I have been using webmin's bandwidth monitoring function for a while but (as anyone who's ever used it) i have a few issues:
3 huge (~250MB and growing) log files: /var/log/bandwidth, kern.log and syslog.

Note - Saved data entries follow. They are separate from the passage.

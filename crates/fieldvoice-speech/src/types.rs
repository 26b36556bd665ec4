//! Core types for voice capture

use serde::{Deserialize, Serialize};

/// Default locale for recognition sessions.
pub const DEFAULT_LANG: &str = "en-US";

/// One transcription segment inside an engine result event.
#[derive(Debug, Clone, PartialEq, Eq)]
pub struct ResultSegment {
    /// Best transcript string for this segment
    pub text: String,
    /// Whether the engine will revise this segment further
    pub is_final: bool,
}

impl ResultSegment {
    /// A provisional segment, superseded by later events.
    pub fn interim(text: impl Into<String>) -> Self {
        Self {
            text: text.into(),
            is_final: false,
        }
    }

    /// A segment the engine will not revise; eligible for commit.
    pub fn finalized(text: impl Into<String>) -> Self {
        Self {
            text: text.into(),
            is_final: true,
        }
    }
}

/// A single result payload from a recognition engine.
///
/// Segments accumulate across a session; `result_index` marks where this
/// event's novel segments begin. Earlier entries were already delivered
/// by a previous event and must not be reprocessed.
#[derive(Debug, Clone, PartialEq, Eq)]
pub struct TranscriptEvent {
    pub result_index: usize,
    pub segments: Vec<ResultSegment>,
}

impl TranscriptEvent {
    pub fn new(result_index: usize, segments: Vec<ResultSegment>) -> Self {
        Self {
            result_index,
            segments,
        }
    }
}

/// Events a recognition engine delivers to its owning session.
#[derive(Debug, Clone, PartialEq, Eq)]
pub enum EngineEvent {
    /// Incremental recognition results (interim and/or final segments)
    Result(TranscriptEvent),
    /// Terminal engine failure (permission denied, no-speech, network)
    Error { code: String, message: String },
    /// Engine ended the session on its own
    End,
}

/// Recognition session configuration.
///
/// Mirrors the configuration surface of the underlying engine. The
/// locale is fixed for the lifetime of a session.
#[derive(Debug, Clone, PartialEq, Eq, Serialize, Deserialize)]
pub struct RecorderConfig {
    /// Keep listening across multiple utterances until stopped
    #[serde(default = "default_true")]
    pub continuous: bool,
    /// Emit provisional results for live preview
    #[serde(default = "default_true")]
    pub interim_results: bool,
    /// Locale identifier for recognition
    #[serde(default = "default_lang")]
    pub lang: String,
}

fn default_true() -> bool {
    true
}

fn default_lang() -> String {
    DEFAULT_LANG.to_string()
}

impl Default for RecorderConfig {
    fn default() -> Self {
        Self {
            continuous: true,
            interim_results: true,
            lang: default_lang(),
        }
    }
}

impl RecorderConfig {
    /// Simplified variant that only ever reports final segments.
    pub fn final_only() -> Self {
        Self {
            interim_results: false,
            ..Default::default()
        }
    }
}

/// How the host surface presents the control.
///
/// Purely presentational; the capture state machine behaves identically
/// in both modes.
#[derive(Debug, Clone, Copy, Default, PartialEq, Eq)]
pub enum Presentation {
    /// Standalone affordance with captions and live preview
    #[default]
    Full,
    /// Minimal inline affordance next to a field label
    Compact,
}

/// Capture counters for logging and tests.
#[derive(Debug, Clone, Default)]
pub struct CaptureMetrics {
    /// Total engine events processed
    pub events_in: u64,
    /// Number of interim snapshot updates
    pub interim_count: u64,
    /// Number of committed (final) batches
    pub final_count: u64,
    /// Number of terminal engine errors
    pub error_count: u64,
    /// Sessions opened
    pub sessions_started: u64,
    /// Sessions closed (stop, error, or end)
    pub sessions_ended: u64,
}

also the 'dmesg' only outputs these log messages:
BANDWIDTH_IN:IN=eth0 OUT= MAC=00:16:3e:00:00:c6:00:0c:db:0d:e2:4c:08:00 SRC=220.127.116.11 DST=18.104.22.168 LEN=92 TOS=0x00 PREC=0x00 TTL=116 ID=36035 DF PROTO=TCP SPT=4399 DPT=22 WINDOW=64711 RES=0x00 ACK PSH URGP=0
BANDWIDTH_OUT:IN= OUT=eth0 SRC=22.214.171.124 DST=126.96.36.199 LEN=92 TOS=0x10 PREC=0x00 TTL=64 ID=42455 DF PROTO=TCP SPT=22 DPT=4399 WINDOW=10720 RES=0x00 ACK PSH URGP=0
I installed syslog-ng in hopes that i could change this behaviour but to no avail. the real problem i see is that shorewall/iptables only logs to "kern" facility...
has anyone found a way arround this? maybe even using some other firewall?